Education Specialist (EdS)

Author's Department

Educational Administration

First Advisor

Donald W. Smitley


The purpose of this Field Experience document is to chronologically record all of the work necessary to plan for and successfully carry out the first-ever Statewide Principals' Conference on Instructional Leadership. In fact, that was the exact title of the Conference, "THE PRINCIPAL AS THE INSTRUCTIONAL LEADER."

The proposal request for the funds for this conference was made to the Illinois State Board of Education through the federal government's Elementary and Secondary Education Act, Title IV, Part C Division. It was that group, after having submitted our request to a Committee of Readers, who approved the request and agreed to allow our Center for Educational Improvement to have the funds. The amount asked for and approved was $20,000. This money, the proposal emphasized, was to be spent totally on resources that would be needed for the conference. It was to be a "bare-bones conference," which meant there was to be no money spent on dinners or entertainment of any type for the attendees. All of the money was to be used to reimburse the speakers and pay for the activities that developed because of the instructional leadership theme of the conference.

This accounting and related documentation was the Field Experience of this writer, Dan Mash, Director of the Illinois Center for Educational Improvement (ICEI), who acted in the positions of Chairman of the Planning Committee and Coordinator of this particular conference. It is very important to note that while the Attachments to this paper seem "endless,'' they are a small portion of the actual paperwork needed to accomplish this conference.

The need for this conference had become apparent sometime earlier, because, as the Illinois Center for Educational Improvement moved into its third year of operation, it had become increasingly clear that building principals in the region served were inundated with operational problems. All of these nitty-gritty concerns left little or no time for those principals to assume the very necessary and critical role as instructional leaders to the students and particularly to the staffs in their attendance centers.

The East Central Region of the Illinois Center for Educational Improvement decided to try to change that priority by making the principals more aware of their roles as instructional leaders. Thus, this Field Experience and this product.

This manual is actually a documented description of what was done to meet this much needed priority. The objectives and, if the conference was successful, the outcomes of this conference were as follows:

1. Because of the strength and attractiveness of the conference and the absence of any registration fee, to gather as many principals as possible from all over the state.
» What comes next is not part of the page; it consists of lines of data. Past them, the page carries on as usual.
use numpy::{PyArray1, PyReadonlyArray1, PyReadonlyArray2, ToPyArray};
use pyo3::exceptions::PyValueError;
use pyo3::prelude::*;

use crate::config::DetectorConfig;
use crate::detector::AnomalyDetector;
use crate::error::DetectorError;
use crate::utils::evaluation::ConfusionMatrix;

impl From<DetectorError> for PyErr {
    fn from(err: DetectorError) -> PyErr {
        PyValueError::new_err(err.to_string())
    }
}

#[pyclass(name = "AnomalyDetector", unsendable)]
pub struct PyAnomalyDetector {
    inner: AnomalyDetector,
}

#[pymethods]
impl PyAnomalyDetector {
    #[new]
    #[pyo3(signature = (
        contamination = 0.1,
        n_estimators = 100,
        threshold = 2.5,
        refit_probability = 0.1,
        random_state = None,
        config_json = None
    ))]
    fn new(
        contamination: f64,
        n_estimators: usize,
        threshold: f64,
        refit_probability: f64,
        random_state: Option<u64>,
        config_json: Option<&str>,
    ) -> PyResult<Self> {
        let config = match config_json {
            Some(doc) => DetectorConfig::from_json_str(doc)?,
            None => DetectorConfig {
                contamination,
                n_estimators,
                zscore_threshold: threshold,
                refit_probability,
                random_state,
                ..Default::default()
            },
        };
        Ok(PyAnomalyDetector { inner: AnomalyDetector::new(config)? })
    }

    fn fit(&mut self, features: PyReadonlyArray2<f64>) -> PyResult<()> {
        self.inner.fit(features.as_array())?;
        Ok(())
    }

    fn detect_anomalies<'py>(
        &mut self,
        py: Python<'py>,
        features: PyReadonlyArray2<f64>,
    ) -> PyResult<&'py PyArray1<bool>> {
        let flags = self.inner.detect(features.as_array())?;
        Ok(flags.to_pyarray(py))
    }

    fn partial_fit(&mut self, features: PyReadonlyArray2<f64>, anomalies: PyReadonlyArray1<bool>) -> PyResult<()> {
        let flags = anomalies.as_array().to_vec();
        self.inner.partial_fit(features.as_array(), &flags)?;
        Ok(())
    }

    #[getter]
    fn is_fitted(&self) -> bool {
        self.inner.is_fitted()
    }

    #[getter]
    fn n_features(&self) -> Option<usize> {
        self.inner.n_features()
    }

    #[getter]
    fn n_clusters(&self) -> Option<usize> {
        self.inner.n_clusters()
    }

    #[getter]
    fn history_len(&self) -> usize {
        self.inner.history_len()
    }

    #[getter]
    fn model_generation(&self) -> u64 {
        self.inner.model_generation()
    }
}

/// Precision, recall and F1 of predicted flags against ground truth.
#[pyfunction]
fn evaluate(predicted: PyReadonlyArray1<bool>, truth: PyReadonlyArray1<bool>) -> PyResult<(f64, f64, f64)> {
    let predicted = predicted.as_array().to_vec();
    let truth = truth.as_array().to_vec();
    let cm = ConfusionMatrix::from_flags(&predicted, &truth)?;
    Ok((cm.precision(), cm.recall(), cm.f1()))
}

/// A Python module implemented in Rust.
#[pymodule]
fn adaptive_ids(_py: Python, m: &PyModule) -> PyResult<()> {
    m.add_class::<PyAnomalyDetector>()?;
    m.add_function(wrap_pyfunction!(evaluate, m)?)?;
    Ok(())
}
2. To stress that principals become aware of and accept the critical importance of their becoming effective in the major roles of instructional leadership.
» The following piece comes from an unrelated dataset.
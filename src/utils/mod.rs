pub mod evaluation;
pub mod history;
pub mod scaler;
pub mod stats;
An undertaking of the magnitude and scope of a Statewide Principals' Conference should never be and was not taken lightly. In addition to the amount of people who need necessarily to be involved in the planning and the number of people who have to be part of the input for a conference such as this, there are a myriad of details to carry out. To have speakers of national prominence that you would hope would please a vast majority of those who would be attracted to such a conference, is indeed a job of gigantic proportions. The logistics in arranging the necessary formal business contracts for their appearances and the arrangements for their travel, meals, and lodging are almost mind boggling.
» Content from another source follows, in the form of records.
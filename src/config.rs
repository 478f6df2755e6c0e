use serde::{Deserialize, Serialize};

use crate::error::{DetectorError, Result};

/// How the split threshold of an isolation tree node grows with depth.
#[derive(Debug, Clone, Copy, PartialEq, Eq, Serialize, Deserialize)]
#[serde(rename_all = "lowercase")]
pub enum GrowthCriterion {
    /// Every node splits once it holds `max_leaf_samples` points.
    Fixed,
    /// A node at depth `d` needs `max_leaf_samples * 2^d` points to split.
    Adaptive,
}

impl GrowthCriterion {
    pub fn multiplier(self, depth: usize) -> usize {
        match self {
            GrowthCriterion::Fixed => 1,
            GrowthCriterion::Adaptive => 1usize << depth.min(usize::BITS as usize - 1),
        }
    }
}

/// Tunables for the whole detection engine.
///
/// Missing fields in a configuration document fall back to the defaults, so
/// `{"contamination": 0.05}` is a complete configuration.
#[derive(Debug, Clone, PartialEq, Serialize, Deserialize)]
#[serde(default)]
pub struct DetectorConfig {
    // isolation detector
    pub contamination: f64,
    pub n_estimators: usize,
    pub max_leaf_samples: usize,
    pub branching_factor: usize,
    pub growth: GrowthCriterion,
    pub subsample: f64,
    pub window_size: usize,

    // centroid-distance detector
    pub min_clusters: usize,
    pub max_clusters: usize,
    pub distance_percentile: f64,

    // density detector
    pub eps: f64,
    pub min_samples: usize,

    // significance filter and history
    pub zscore_threshold: f64,
    pub history_capacity: usize,
    pub min_history: usize,

    // online adaptation
    pub refit_probability: f64,

    pub random_state: Option<u64>,
}

impl Default for DetectorConfig {
    fn default() -> Self {
        DetectorConfig {
            contamination: 0.1,
            n_estimators: 100,
            max_leaf_samples: 32,
            branching_factor: 2,
            growth: GrowthCriterion::Adaptive,
            subsample: 1.0,
            window_size: 2048,
            min_clusters: 2,
            max_clusters: 10,
            distance_percentile: 95.0,
            eps: 0.5,
            min_samples: 5,
            zscore_threshold: 2.5,
            history_capacity: 1000,
            min_history: 10,
            refit_probability: 0.1,
            random_state: None,
        }
    }
}

impl DetectorConfig {
    /// Parse a JSON document and validate the result.
    pub fn from_json_str(doc: &str) -> Result<Self> {
        let config: DetectorConfig = serde_json::from_str(doc)?;
        config.validate()?;
        Ok(config)
    }

    pub fn with_random_state(mut self, seed: u64) -> Self {
        self.random_state = Some(seed);
        self
    }

    pub fn validate(&self) -> Result<()> {
        fn invalid(msg: String) -> Result<()> {
            Err(DetectorError::InvalidConfig(msg))
        }

        if !(self.contamination > 0.0 && self.contamination <= 0.5) {
            return invalid(format!("contamination must be in (0, 0.5], got {}", self.contamination));
        }
        if self.n_estimators == 0 {
            return invalid("n_estimators must be at least 1".into());
        }
        if self.max_leaf_samples == 0 {
            return invalid("max_leaf_samples must be at least 1".into());
        }
        if self.branching_factor < 2 {
            return invalid(format!("branching_factor must be at least 2, got {}", self.branching_factor));
        }
        if !(self.subsample > 0.0 && self.subsample <= 1.0) {
            return invalid(format!("subsample must be in (0, 1], got {}", self.subsample));
        }
        if self.window_size == 0 {
            return invalid("window_size must be at least 1".into());
        }
        if self.min_clusters < 2 || self.min_clusters > self.max_clusters {
            return invalid(format!(
                "cluster range must satisfy 2 <= min <= max, got [{}, {}]",
                self.min_clusters, self.max_clusters
            ));
        }
        if !(0.0..=100.0).contains(&self.distance_percentile) {
            return invalid(format!("distance_percentile must be in [0, 100], got {}", self.distance_percentile));
        }
        if !(self.eps > 0.0) {
            return invalid(format!("eps must be positive, got {}", self.eps));
        }
        if self.min_samples < 2 {
            return invalid(format!("min_samples must be at least 2, got {}", self.min_samples));
        }
        if !(self.zscore_threshold > 0.0) {
            return invalid(format!("zscore_threshold must be positive, got {}", self.zscore_threshold));
        }
        if self.history_capacity == 0 {
            return invalid("history_capacity must be at least 1".into());
        }
        if !(0.0..=1.0).contains(&self.refit_probability) {
            return invalid(format!("refit_probability must be in [0, 1], got {}", self.refit_probability));
        }
        Ok(())
    }
}

#[cfg(test)]
mod tests {
    use super::*;

    #[test]
    fn defaults_are_valid() {
        let config = DetectorConfig::default();
        assert!(config.validate().is_ok());
        assert_eq!(config.n_estimators, 100);
        assert_eq!(config.history_capacity, 1000);
        assert_eq!(config.zscore_threshold, 2.5);
    }

    #[test]
    fn partial_document_keeps_defaults() {
        let config = DetectorConfig::from_json_str(r#"{"contamination": 0.05, "growth": "fixed"}"#).unwrap();
        assert_eq!(config.contamination, 0.05);
        assert_eq!(config.growth, GrowthCriterion::Fixed);
        assert_eq!(config.max_clusters, 10);
    }

    #[test]
    fn rejects_out_of_range_values() {
        let err = DetectorConfig::from_json_str(r#"{"contamination": 0.9}"#).unwrap_err();
        assert!(matches!(err, DetectorError::InvalidConfig(_)));

        let config = DetectorConfig { min_clusters: 5, max_clusters: 3, ..Default::default() };
        assert!(config.validate().is_err());

        let config = DetectorConfig { refit_probability: 1.5, ..Default::default() };
        assert!(config.validate().is_err());
    }

    #[test]
    fn malformed_document_is_a_config_error() {
        let err = DetectorConfig::from_json_str("{not json").unwrap_err();
        assert!(matches!(err, DetectorError::Config(_)));
    }

    #[test]
    fn adaptive_growth_doubles_per_level() {
        assert_eq!(GrowthCriterion::Adaptive.multiplier(0), 1);
        assert_eq!(GrowthCriterion::Adaptive.multiplier(3), 8);
        assert_eq!(GrowthCriterion::Fixed.multiplier(3), 1);
    }
}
The point of attendance attraction is a most important one. In this day and age, it is not enough to speak of our students being satiated with top-flight entertainment from television and the movies. The same is essentially true of the principals. Today, they are not going to be attracted to anything that does not carry the allure and glamour of speakers that have "name recognition" or are known in the education profession as renowned experts. To have a conference that would hopefully attract the numbers that were attracted to this particular one takes a lot of the so-called "star quality" of the presenters. The attraction, also, must assure these sophisticated, potential attendees that there will be a conference that will cover the items that they want covered and will present them with enough quality and depth in the proper amount of time so that they feel that something has been accomplished during the conference.

Fortunately for this conference, the evaluations bore out the fact that these goals were achieved by the conference planners and particularly by the Director/Coordinator and his staff.

It is important that this good effort continue. Therefore, this Center's recommendation for next Fiscal Year, 1982, if federal funds allow, will be to undertake the task of developing an Inservice Conference. This presently dreamed of conference is the result of the evaluations of the Principals' Conference as one that would lend itself to the methods and process of inservicing staff, a natural and logical follow up to the principal who is an instructional leader. It is no secret that with reduced district budgets, teachers today are remaining longer in one, usually their original, district. Statistics show that there is very little mobility among teachers today. In addition, Reduction in Force is resulting in those with seniority remaining on teaching staffs while those who are newer teachers are being cut. The teachers who remain need to be constantly retrained, reinvigorated and reinforced in their teaching skills, their teaching methodology, and their effectiveness as teachers. The conference that we will recommend we have in the fall of 1981 will be on the process of inservice for staff development. It will not be our intention to go into any cognitive learning areas. It will only be to stress process so that administrators such as superintendents, assistant superintendents, principals, curriculum directors, staff development directors, and others with similar administrative responsibilities will be able to know better how to plan and structure more effective inservicing of their staff.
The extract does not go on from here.